Apollo 11 left the surface of Earth at 13:32 GMT on July 16, firing upwards from Cape Kennedy on Florida’s south-eastern tip.

At the top of the 110 metre, 33 storey tall Saturn V rocket, the most powerful rocket yet built, Armstrong and Aldrin were joined by Michael Collins, a man soon to become the loneliest human being in space.

Each of the F-1 rockets that powered the first stage was able to produce 1.5 million pounds of thrust.

To feed these incredible machines were pumps capable of passing 15 tons of specially formulated fuel into the engines per second.

This was needed as the Saturn V was more than double the height of the rockets that had taken Mercury and Gemini astronauts into Low Earth Orbit (LEO).

Apollo 11 was the culmination of the program set in place by President John Fitzgerald Kennedy.

His speech promised an American manned Moon landing “by the end of this decade”.

An exhaustive set of tests found men that possessed “The Right Stuff”.

The Mercury program launched a single man into space, the Gemini program hosted a duo.

One of these missions had Armstrong aboard.

In a test flight that designed to measure the ability of docking procedures to work, however, the Gemini craft piloted by Armstrong tumbled out of control after a small thruster locked in the firing position.

Without Armstrong’s ice-cold handling of the situation, both men aboard would have blacked out and most likely would have perished.

The first Apollo launch was delayed due to an unforeseen set of circumstances.

Three astronauts, just three weeks from their test launch, perished in a fire inside a fully oxygenated capsule.

It was found later that a single spark had caused the blaze, thanks to the cracked insulation of a creased cable.

Refinement and evolution of the Saturn V and attached crew modules eventually resulted in successful launches into Earth orbit and finally, Apollo 10’s lunar orbits.

The door to a manned Moon landing had been opened.

Unlike Aldrin and Collins, Armstrong was actually a civilian.

Collins had graduated from the United States Military Academy in 1952.

Aldrin also had graduated from the USMA, albeit a year before, and had been presented with a Doctorate in Mechanical Engineering.

In 1963 he also gained a Doctorate in Science in Astronautics from the Massachusetts Institute of Technology, making him, effectively, the most “educated” astronaut aboard the Apollo 11.

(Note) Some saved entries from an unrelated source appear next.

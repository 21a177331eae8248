use super::*;
use catalog::auth::{AuthUser, Session};
use serde_json::json;

fn signed_in(token: &str) -> SessionState {
    SessionState::signed_in(Session {
        user: AuthUser { id: "u1".to_owned(), email: None, display_name: None },
        access_token: token.to_owned(),
        is_admin: false,
    })
}

#[test]
fn anonymous_store_uses_anon_key_as_bearer() {
    let store = RestStore::for_session(&SessionState::signed_out());
    assert_eq!(store.bearer("anon-key"), "Bearer anon-key");
}

#[test]
fn session_store_uses_access_token() {
    let store = RestStore::for_session(&signed_in("jwt-123"));
    assert_eq!(store.bearer("anon-key"), "Bearer jwt-123");
}

#[test]
fn delete_filter_targets_id() {
    assert_eq!(delete_filter("c-1"), ("id", "eq.c-1".to_owned()));
}

#[test]
fn inserted_id_reads_representation_array() {
    assert_eq!(inserted_id(&json!([{ "id": "new-id", "title": "x" }])), Some("new-id".to_owned()));
    assert_eq!(inserted_id(&json!({ "id": 42 })), Some("42".to_owned()));
    assert_eq!(inserted_id(&json!([])), None);
    assert_eq!(inserted_id(&json!([{ "title": "no id" }])), None);
}

#[test]
#[cfg(not(feature = "hydrate"))]
fn store_is_unavailable_without_browser() {
    let store = RestStore::default();
    let result = futures::executor::block_on(store.select(&Select::from_table(Table::Courses)));
    assert_eq!(result, Err(StoreError::Unavailable));
}
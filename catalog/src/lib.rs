//! Shared course-catalog model and data-service contracts.
//!
//! This crate owns everything the exam portal knows about its two persisted
//! entities (courses and test series) and the hosted backend it delegates
//! storage and authentication to. It is used by both `client` and `server`.
//!
//! ARCHITECTURE
//! ============
//! - `course`, `test_series`: row types as returned by the backend, plus the
//!   insert payloads and the input coercion rules for admin forms.
//! - `query`, `store`: reads described as data (`Select`) and the async
//!   `TableStore` contract every backend implementation satisfies.
//! - `listing`, `admin`: the page-level flows (public reads, admin
//!   mutate-then-refresh) written against `TableStore` so they run the same
//!   in the browser and in tests.
//! - `auth`, `nav`, `routes`: session model, auth form rules, navigation.
//! - `memory`: an in-process `TableStore` used by tests (`test-util`).

pub mod admin;
pub mod auth;
pub mod config;
pub mod course;
pub mod listing;
#[cfg(any(test, feature = "test-util"))]
pub mod memory;
pub mod nav;
pub mod query;
pub mod routes;
pub mod store;
pub mod test_series;

pub use course::{Course, CourseIcon};
pub use query::{Select, Table};
pub use store::{StoreError, TableStore};
pub use test_series::TestSeries;
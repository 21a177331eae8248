//! Test series records, input coercion and list filtering.

#[cfg(test)]
#[path = "test_series_test.rs"]
mod test_series_test;

use serde::{Deserialize, Deserializer, Serialize};

use crate::query::{Select, Table};

pub const DEFAULT_DURATION_MINUTES: i32 = 60;
pub const DEFAULT_TOTAL_QUESTIONS: i32 = 0;

/// A test series row.
///
/// Nullable numeric columns decode to their defaults; a null active flag
/// decodes as inactive.
#[derive(Clone, Debug, PartialEq, Eq, Serialize, Deserialize)]
pub struct TestSeries {
    pub id: String,
    pub course_id: String,
    pub title: String,
    #[serde(default)]
    pub description: Option<String>,
    #[serde(default = "default_duration", deserialize_with = "duration_or_default")]
    pub duration_minutes: i32,
    #[serde(default, deserialize_with = "null_as_default")]
    pub total_questions: i32,
    #[serde(default, deserialize_with = "null_as_default")]
    pub is_active: bool,
}

impl TestSeries {
    #[must_use]
    pub fn duration_label(&self) -> String {
        format!("{} min", self.duration_minutes)
    }

    #[must_use]
    pub fn questions_label(&self) -> String {
        format!("{} questions", self.total_questions)
    }

    /// Compact `"90min · 50Q"` form used in the admin list.
    #[must_use]
    pub fn admin_summary(&self) -> String {
        format!("{}min · {}Q", self.duration_minutes, self.total_questions)
    }
}

/// Insert payload for a new test series.
#[derive(Clone, Debug, PartialEq, Eq, Serialize)]
pub struct NewTestSeries {
    pub course_id: String,
    pub title: String,
    pub description: Option<String>,
    pub duration_minutes: i32,
    pub total_questions: i32,
    pub is_active: bool,
}

fn default_duration() -> i32 {
    DEFAULT_DURATION_MINUTES
}

fn duration_or_default<'de, D: Deserializer<'de>>(deserializer: D) -> Result<i32, D::Error> {
    Ok(Option::<i32>::deserialize(deserializer)?.unwrap_or(DEFAULT_DURATION_MINUTES))
}

fn null_as_default<'de, D, T>(deserializer: D) -> Result<T, D::Error>
where
    D: Deserializer<'de>,
    T: Deserialize<'de> + Default,
{
    Ok(Option::<T>::deserialize(deserializer)?.unwrap_or_default())
}

/// Leading integer of a form field: optional sign then digits, anything
/// after them ignored ("90.5" reads as 90, "45abc" as 45).
fn leading_int(raw: &str) -> Option<i32> {
    let text = raw.trim_start();
    let digits_from = usize::from(text.starts_with(['-', '+']));
    let digits_to = text[digits_from..]
        .find(|c: char| !c.is_ascii_digit())
        .map_or(text.len(), |end| digits_from + end);
    text[..digits_to].parse().ok()
}

/// Parse a duration field. Empty, unparsable or non-positive input yields 60.
#[must_use]
pub fn coerce_duration(raw: &str) -> i32 {
    leading_int(raw)
        .filter(|minutes| *minutes > 0)
        .unwrap_or(DEFAULT_DURATION_MINUTES)
}

/// Parse a question-count field. Empty, unparsable or negative input yields 0.
#[must_use]
pub fn coerce_question_count(raw: &str) -> i32 {
    leading_int(raw)
        .filter(|count| *count >= 0)
        .unwrap_or(DEFAULT_TOTAL_QUESTIONS)
}

/// Active series of one course, oldest first. The only read the public
/// listing issues for series.
#[must_use]
pub fn public_listing_query(course_id: &str) -> Select {
    Select::from_table(Table::TestSeries)
        .eq("course_id", course_id)
        .eq("is_active", true)
        .order_by_creation()
}

/// Every series regardless of course or active flag.
#[must_use]
pub fn all_series_query() -> Select {
    Select::from_table(Table::TestSeries).order_by_creation()
}

/// Narrow `series` to `course_id`, or keep everything when none is selected.
#[must_use]
pub fn filter_by_course<'a>(series: &'a [TestSeries], course_id: Option<&str>) -> Vec<&'a TestSeries> {
    match course_id {
        Some(id) => series.iter().filter(|s| s.course_id == id).collect(),
        None => series.iter().collect(),
    }
}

In what was the first of six missions that were successful in reaching the Moon’s surface, training to learn about conditions on the Moon was minimal — compared with the final mission.

Just 151 minutes were spent outside the confines of the Lunar Module, dubbed “Eagle”.

A total of 21.5kg of rock samples were taken, considered priceless because the came from the Moon.

Meanwile, Collins remained In orbit around the Moon.

If anything had gone wrong on the surface below, he would have been making the journey back to Earth alone.

A picture he took during his orbits shows the Moon , the Lunar Module, and Earth.

It was later catchphrased: “This makes him the only person ever to have lived who was not inside the frame of the photo.” 

Although the Apollo  11 mission was successful, it wasn’t without some heart-stopping moments.

As the pair prepared to lift off from the Moon’s surface, Aldrin was forced to use a pen to enable a switch mechanism after a circuit breaker tripped.

Without the switch they wouldn’t have been able to fire the ascent engine and would have been stranded on the lunar surface.

Then there’s the famous 1201 and 1202 alarms, where data from the onboard computers simply overloaded what was a cutting edge memory retrieval system.

The normally unflappable Armstrong’s heart rate doubled within seconds, because the alarms coincided with a call that their remaining fuel reserves were down to 30 seconds — in fact 15 seconds worth — before Armstrong’s manual landing had “Eagle” hit the powder with just 8 seconds of fuel left.

At 16:50 GMT on July 24, the three landed in the Pacific Ocean after hitting a speed of almost 40,000km/h at the intersection of the Earth’s atmosphere 122km above.

A later and extremely thorough analysis of the Apollo 11 mission found that all parameters had been met — the mission was deemed a complete success.

Since then, just 10 other men, and five other pilots, have walked upon and orbited the body of rock we call the Moon.